#### [TASK INSTRUCTIONS]
Lines below starting with the line with "filename crates/crewup-campaigns/src/filter.rs" and going on through the line with "matches every title." must be output exactly; the rest of the records must be left out.

#### [EXTRACTED RECORDS]
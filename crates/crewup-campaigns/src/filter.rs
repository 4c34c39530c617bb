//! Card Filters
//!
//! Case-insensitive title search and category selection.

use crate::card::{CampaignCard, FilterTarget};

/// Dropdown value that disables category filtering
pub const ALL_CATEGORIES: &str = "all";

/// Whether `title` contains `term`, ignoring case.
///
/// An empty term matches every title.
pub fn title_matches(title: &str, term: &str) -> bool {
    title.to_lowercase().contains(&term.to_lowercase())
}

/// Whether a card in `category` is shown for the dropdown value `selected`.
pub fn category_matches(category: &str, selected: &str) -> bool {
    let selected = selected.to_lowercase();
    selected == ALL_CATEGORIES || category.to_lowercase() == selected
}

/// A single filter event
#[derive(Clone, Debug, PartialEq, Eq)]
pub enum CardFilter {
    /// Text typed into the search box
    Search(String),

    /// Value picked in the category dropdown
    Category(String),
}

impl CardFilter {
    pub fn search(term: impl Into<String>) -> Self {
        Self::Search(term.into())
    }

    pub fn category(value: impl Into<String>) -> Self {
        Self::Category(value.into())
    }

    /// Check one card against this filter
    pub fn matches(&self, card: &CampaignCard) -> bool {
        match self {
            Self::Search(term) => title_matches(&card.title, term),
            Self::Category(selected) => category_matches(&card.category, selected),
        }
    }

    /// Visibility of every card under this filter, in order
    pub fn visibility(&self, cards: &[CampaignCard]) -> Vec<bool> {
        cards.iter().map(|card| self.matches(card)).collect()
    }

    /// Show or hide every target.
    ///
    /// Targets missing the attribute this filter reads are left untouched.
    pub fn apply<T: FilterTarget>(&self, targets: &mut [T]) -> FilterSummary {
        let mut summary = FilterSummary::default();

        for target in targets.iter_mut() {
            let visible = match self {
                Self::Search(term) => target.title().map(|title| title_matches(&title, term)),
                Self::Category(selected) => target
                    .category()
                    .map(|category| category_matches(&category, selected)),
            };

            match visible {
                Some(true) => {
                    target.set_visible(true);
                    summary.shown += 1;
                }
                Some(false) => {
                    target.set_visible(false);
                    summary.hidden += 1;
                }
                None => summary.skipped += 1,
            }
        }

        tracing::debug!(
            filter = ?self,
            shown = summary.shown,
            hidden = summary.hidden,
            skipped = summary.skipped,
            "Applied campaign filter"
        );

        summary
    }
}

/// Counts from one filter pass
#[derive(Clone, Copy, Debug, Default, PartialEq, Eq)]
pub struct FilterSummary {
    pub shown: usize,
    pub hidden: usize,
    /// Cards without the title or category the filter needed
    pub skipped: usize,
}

--

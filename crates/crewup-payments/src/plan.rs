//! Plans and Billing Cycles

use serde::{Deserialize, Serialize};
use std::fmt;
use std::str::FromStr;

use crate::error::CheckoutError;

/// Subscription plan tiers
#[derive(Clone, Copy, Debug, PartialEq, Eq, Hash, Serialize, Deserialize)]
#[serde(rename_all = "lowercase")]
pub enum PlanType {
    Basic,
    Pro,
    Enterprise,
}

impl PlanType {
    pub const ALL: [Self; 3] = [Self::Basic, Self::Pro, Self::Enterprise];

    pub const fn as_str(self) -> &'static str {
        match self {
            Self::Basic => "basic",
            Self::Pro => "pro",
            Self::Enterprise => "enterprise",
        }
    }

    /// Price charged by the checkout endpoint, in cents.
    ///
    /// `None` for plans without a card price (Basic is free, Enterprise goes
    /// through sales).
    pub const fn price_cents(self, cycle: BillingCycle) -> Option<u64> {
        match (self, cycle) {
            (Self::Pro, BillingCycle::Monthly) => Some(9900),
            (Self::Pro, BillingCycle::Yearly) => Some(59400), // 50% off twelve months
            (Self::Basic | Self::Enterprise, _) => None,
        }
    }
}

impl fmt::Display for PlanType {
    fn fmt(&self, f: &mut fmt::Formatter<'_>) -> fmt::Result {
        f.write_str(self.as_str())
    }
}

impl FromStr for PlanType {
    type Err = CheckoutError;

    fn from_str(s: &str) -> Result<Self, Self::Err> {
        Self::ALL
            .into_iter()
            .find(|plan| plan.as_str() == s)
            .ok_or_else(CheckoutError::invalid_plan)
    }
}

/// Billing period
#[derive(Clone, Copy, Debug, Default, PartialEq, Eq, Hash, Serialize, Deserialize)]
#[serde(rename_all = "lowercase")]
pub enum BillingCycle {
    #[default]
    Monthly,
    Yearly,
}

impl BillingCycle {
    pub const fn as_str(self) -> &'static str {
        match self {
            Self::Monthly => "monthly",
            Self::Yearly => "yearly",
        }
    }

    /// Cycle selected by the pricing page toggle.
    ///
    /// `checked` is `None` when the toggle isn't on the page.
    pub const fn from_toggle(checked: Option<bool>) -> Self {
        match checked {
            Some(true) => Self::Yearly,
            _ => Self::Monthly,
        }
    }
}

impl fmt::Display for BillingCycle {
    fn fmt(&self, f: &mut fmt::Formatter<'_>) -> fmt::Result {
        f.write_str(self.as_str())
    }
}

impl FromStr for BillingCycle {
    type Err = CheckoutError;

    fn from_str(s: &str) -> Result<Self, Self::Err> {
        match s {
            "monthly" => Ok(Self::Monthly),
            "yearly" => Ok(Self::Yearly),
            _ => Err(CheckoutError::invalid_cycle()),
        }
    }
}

#### [ANSWER FOR THE TASK]
filename crates/crewup-campaigns/src/filter.rs
repository 4c34c39530c617bb
//! Card Filters
//!
//! Case-insensitive title search and category selection.

use crate::card::{CampaignCard, FilterTarget};

/// Dropdown value that disables category filtering
pub const ALL_CATEGORIES: &str = "all";

/// Whether `title` contains `term`, ignoring case.
///
/// An empty term matches every title.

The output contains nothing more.